I think there is a difference between creative construction and routine maintenance- as in honey do list. Routine household maintenance- finishing/replacing trim, painting windows, etc. etc. is like housework- something I know ALOT about. Housework tasks are tedious and they are NEVER really completed. You do the laundry today and tomorrow and the next day. Same with home repair- fix the trim, scratch it off the list tomorrow fix the faucet scratch it off the list, next day dog eats the trim- trim is back on the list. It never ends. My happiest days were pending divorce living in a nice -really nice apartment with NO MAINTENANCE including grass cutting. Then I bought my river house in the settlement.. and had to clean up 2 years worth of NO MAINTENANCE that occured while he had the house.
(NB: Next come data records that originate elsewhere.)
use crate::catalog::{FEATURE_COUNT, FEATURE_NAMES};
use tracing::warn;

/// Per-column standardization fitted across the whole catalog
///
/// `z = (x - mean) / std`, using the population standard deviation. A column
/// with zero variance keeps a std of 1.0, so it is centered but not scaled.
#[derive(Debug, Clone, PartialEq)]
pub struct FeatureScaler {
    mean: [f64; FEATURE_COUNT],
    std: [f64; FEATURE_COUNT],
}

impl FeatureScaler {
    pub fn fit(rows: &[[f64; FEATURE_COUNT]]) -> Self {
        let mut mean = [0.0; FEATURE_COUNT];
        let mut std = [1.0; FEATURE_COUNT];

        if rows.is_empty() {
            return Self { mean, std };
        }

        for (j, ((m, s), name)) in mean
            .iter_mut()
            .zip(std.iter_mut())
            .zip(FEATURE_NAMES)
            .enumerate()
        {
            let (column_mean, column_std) = fit_column(rows.iter().map(|row| row[j]));
            *m = column_mean;

            if column_std > 0.0 && column_std.is_finite() {
                *s = column_std;
            } else {
                warn!(
                    "Feature column {} has zero variance; leaving it unscaled",
                    name
                );
            }
        }

        Self { mean, std }
    }

    pub fn transform(&self, row: &[f64; FEATURE_COUNT]) -> [f64; FEATURE_COUNT] {
        let mut out = [0.0; FEATURE_COUNT];
        for (((z, x), m), s) in out.iter_mut().zip(row).zip(&self.mean).zip(&self.std) {
            // Halved so the difference of two extreme values stays finite
            *z = (x / 2.0 - m / 2.0) / (s / 2.0);
        }
        out
    }

    pub fn mean(&self) -> &[f64; FEATURE_COUNT] {
        &self.mean
    }

    pub fn std(&self) -> &[f64; FEATURE_COUNT] {
        &self.std
    }
}

/// Population mean and std of one column
///
/// Values are divided by the column's largest magnitude first, so no
/// intermediate sum or square can overflow for finite input.
fn fit_column<I>(values: I) -> (f64, f64)
where
    I: Iterator<Item = f64> + Clone,
{
    let scale = values.clone().fold(0.0_f64, |acc, v| acc.max(v.abs()));
    if scale == 0.0 {
        return (0.0, 0.0);
    }

    let mut mean = 0.0;
    let mut count = 0usize;
    for v in values.clone() {
        count += 1;
        mean += (v / scale - mean) / count as f64;
    }

    let variance = values.map(|v| (v / scale - mean).powi(2)).sum::<f64>() / count as f64;

    (mean * scale, variance.sqrt() * scale)
}

#[cfg(test)]
mod tests {
    use super::*;

    fn close(a: f64, b: f64) -> bool {
        (a - b).abs() < 1e-9
    }

    #[test]
    fn test_fit_mean_and_population_std() {
        let rows = [[1.0, 10.0, 0.0, 2.0], [3.0, 20.0, 0.0, 4.0]];
        let scaler = FeatureScaler::fit(&rows);

        for (m, expected) in scaler.mean().iter().zip([2.0, 15.0, 0.0, 3.0]) {
            assert!(close(*m, expected), "mean {m} != {expected}");
        }
        assert!(close(scaler.std()[0], 1.0));
        assert!(close(scaler.std()[1], 5.0));
        assert!(close(scaler.std()[3], 1.0));
    }

    #[test]
    fn test_transform_standardizes_columns() {
        let rows = [[1.0, 0.0, 5.0, 2.0], [2.0, 4.0, 6.0, 2.5], [3.0, 8.0, 10.0, 9.0]];
        let scaler = FeatureScaler::fit(&rows);
        let scaled: Vec<_> = rows.iter().map(|r| scaler.transform(r)).collect();

        for j in 0..FEATURE_COUNT {
            let mean: f64 = scaled.iter().map(|r| r[j]).sum::<f64>() / 3.0;
            let var: f64 = scaled.iter().map(|r| (r[j] - mean).powi(2)).sum::<f64>() / 3.0;
            assert!(close(mean, 0.0), "column {j} mean {mean}");
            assert!(close(var, 1.0), "column {j} variance {var}");
        }
    }

    #[test]
    fn test_constant_column_is_centered_not_scaled() {
        let rows = [[0.5, 1.0, 7.0, 0.0], [0.5, 2.0, 7.0, 1.0]];
        let scaler = FeatureScaler::fit(&rows);

        assert_eq!(scaler.std()[0], 1.0);
        assert_eq!(scaler.std()[2], 1.0);

        let z = scaler.transform(&rows[0]);
        assert_eq!(z[0], 0.0);
        assert_eq!(z[2], 0.0);
        assert!(z.iter().all(|v| v.is_finite()));
    }

    #[test]
    fn test_extreme_values_stay_finite() {
        let rows = [
            [0.1, 0.2, f64::MAX, 1e308],
            [0.4, 0.3, -f64::MAX, 1e308],
            [0.9, 0.5, f64::MAX / 2.0, 1e308],
        ];
        let scaler = FeatureScaler::fit(&rows);

        assert!(scaler.mean().iter().all(|v| v.is_finite()));
        assert!(scaler.std().iter().all(|v| v.is_finite() && *v > 0.0));
        assert_eq!(scaler.std()[3], 1.0);

        for row in &rows {
            let z = scaler.transform(row);
            assert!(z.iter().all(|v| v.is_finite()), "{z:?}");
            assert_eq!(z[3], 0.0);
        }
    }

    #[test]
    fn test_fit_empty() {
        let scaler = FeatureScaler::fit(&[]);
        assert_eq!(scaler.mean(), &[0.0; FEATURE_COUNT]);
        assert_eq!(scaler.std(), &[1.0; FEATURE_COUNT]);
    }
}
Leaky roof- defunct porches.. etc. etc… Now I have to say when I installed the new kitchen, I did most of that myself and that was FUN because I did in fact want a new kitchen. But after 6 years I still don't had knobs on my cabinets? GO FIGURE.


----------



## LeeinEdmonton (Aug 5, 2008)

My dad was a Master Carpenter & while he was too busy earning a living to teach me anything I did pick up some skills in woodworking classes in Highschool. I was tranferred back & forth across Canada during my working life & I think I finished 4 basements in the various houses that we bought and lived in as a result. Also fence & deck building along with garages & a brother-in-law's house addition. I don't dislike carpentry….I'm simply too old for the heavy lifting involved so my little hobby shop continues to provide me with woodworking pleasure.


----------



## helluvawreck (Jul 21, 2010)

I like both, especially when it involves cabinetry; however, I love working in the shop most of all.


----------